Bug 254185

Summary: lvcreate causes "kernel: general protection fault" then future lvm processes hang
Product: [Fedora] Fedora Reporter: Philip Spencer <pspencer>
Component: kernelAssignee: Kernel Maintainer List <kernel-maint>
Status: CLOSED UPSTREAM QA Contact: Fedora Extras Quality Assurance <extras-qa>
Severity: high Docs Contact:
Priority: low    
Version: 6   
Target Milestone: ---   
Target Release: ---   
Hardware: x86_64   
OS: Linux   
Whiteboard:
Fixed In Version: Doc Type: Bug Fix
Doc Text:
Story Points: ---
Clone Of: Environment:
Last Closed: 2007-09-05 21:04:05 UTC Type: ---
Regression: --- Mount Type: ---
Documentation: --- CRM:
Verified Versions: Category: ---
oVirt Team: --- RHEL 7.3 requirements from Atomic Host:
Cloudforms Team: --- Target Upstream Version:
Embargoed:
Attachments:
Description Flags
Log file of kernel gpf and lvcreate process stack trace none

Description Philip Spencer 2007-08-24 16:46:55 UTC
Not sure if this belongs under kernel or lvm2 -- I'm putting it under kernel
since I *think* from looking at the logs that the problem is occurring in
kernelspace (and it happend shortly after updating the kernel), but it's
triggered by lvcreate so please move it if needed.

Description of problem:

When nightly backup script tried to create a snapshot of /var with
"lvcreate -L 1G -s -n snapvar /dev/vg1/var", the lvcreate command hung in
an unkillable wait stage (or perhaps the first lvcreate segfaulted and exited
and the script tried it again and the second one hung in the unkillable wait
stage) and the kernel logged

"kernel: general protection fault: 0000 [1] SMP"

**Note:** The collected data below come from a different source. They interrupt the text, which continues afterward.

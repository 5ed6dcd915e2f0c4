// File: emotebot-common/src/models/status.rs

use std::fmt;
use tokio::time::Instant;

/// Whether a channel is currently broadcasting, as last reported by the
/// stream status API. Starts out `Unknown` until the first query answers.
#[derive(Debug, Clone, Copy, PartialEq, Eq, Default)]
pub enum LiveState {
    #[default]
    Unknown,
    Live,
    Offline,
}

impl LiveState {
    pub fn is_live(self) -> bool {
        self == LiveState::Live
    }
}

impl From<bool> for LiveState {
    fn from(live: bool) -> Self {
        if live { LiveState::Live } else { LiveState::Offline }
    }
}

impl fmt::Display for LiveState {
    fn fmt(&self, f: &mut fmt::Formatter<'_>) -> fmt::Result {
        match self {
            LiveState::Unknown => write!(f, "unknown"),
            LiveState::Live => write!(f, "live"),
            LiveState::Offline => write!(f, "offline"),
        }
    }
}

/// Per-channel posting record.
///
/// `next_post` stays `None` until the auto-post scheduler first computes it.
/// Once computed it is never earlier than `last_post`; a post that moves
/// `last_post` past it forces a recompute on the next scheduler tick.
#[derive(Debug, Clone)]
pub struct ChannelStatus {
    pub last_post: Instant,
    pub next_post: Option<Instant>,
    pub live: LiveState,
}

impl ChannelStatus {
    pub fn new(started_at: Instant) -> Self {
        Self {
            last_post: started_at,
            next_post: None,
            live: LiveState::Unknown,
        }
    }
}

/// Address of the chat server we are currently connected to.
#[derive(Debug, Clone, PartialEq, Eq)]
pub struct Endpoint {
    pub address: String,
    pub port: u16,
}

impl fmt::Display for Endpoint {
    fn fmt(&self, f: &mut fmt::Formatter<'_>) -> fmt::Result {
        write!(f, "{}:{}", self.address, self.port)
    }
}

/// Connection record for the single chat server session.
///
/// The endpoint doubles as the connected flag, so an address and port are
/// only ever present while connected.
#[derive(Debug, Clone, Default)]
pub struct ServerStatus {
    pub endpoint: Option<Endpoint>,
    pub reconnect_try: u32,
    pub disconnect_reason: Option<String>,
}

impl ServerStatus {
    pub fn connected(&self) -> bool {
        self.endpoint.is_some()
    }

    pub fn address(&self) -> Option<&str> {
        self.endpoint.as_ref().map(|e| e.address.as_str())
    }

    pub fn port(&self) -> Option<u16> {
        self.endpoint.as_ref().map(|e| e.port)
    }
}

followed by more details and stack trace of lvcreate (attached). A reboot was
needed to get the system back into a state where lvm/dm commands would work
again. There was heavy disk usage on /var at the time due to a mail loop. The
file system type is reiserfs.

The backups on the previous night and the subsequent nights proceeded without
errors so this is not yet a reproducible problem. Prior to this, with earlier
kernels, backups proceeded nightly for years with no issues like this.

Version-Release number of selected component (if applicable):

kernel: kernel-2.6.22.2-42.fc6
lvm2:   lvm2-2.02.17-1.fc6

How reproducible:

So far, it has happened only once. However, we've only been running this kernel
version for three days, so if this is a new problem introduced with the 2.6.22
kernel we may see it again. If it does happen again, I'll update this bug report.

Steps to Reproduce:

It may be possible to reproduce by creating a reiserfs filesystem on a 2-CPU
system, putting it under heavy disk load, then using lvcreate to make a
snapshot, remove it again, and repeat until the problem occurs. So far, though,
I have not been able to reproduce it, so I am reporting this bug just in case
someone with more kernel or lvm knowledge has some ideas based on the log file
attached.

Additional info:

See attached log file.

Note: I set this as severity:high since it does render many lvm commands
unusable until a reboot, but priority:low since I realize more information or
reproducibility may be needed first.

Comment 1 Philip Spencer 2007-08-24 16:46:55 UTC
Created attachment 172435 [details]
Log file of kernel gpf and lvcreate process stack trace

Comment 2 Philip Spencer 2007-08-31 19:20:41 UTC
It's been a week (running the same set of lvcreate's every night) and the
problem has not recurred, so perhaps this isn't a new problem in
kernel-2.6.22.2-42.fc6 after all, but something obscure and nonreproducible.

I'll wait a week longer and see if it recurs or if anyone else reports it
happening to them as well.

Comment 3 Chuck Ebbert 2007-09-05 21:04:05 UTC
There are some very obscure bugs in the sysfs_hash_and_remove/kref_put code that
won't be fully fixed until 2.6.23. Will close this bug, as the fixes are already
upstream (and will be in Fedora 8.) The code was completely rewritten to solve
this problem.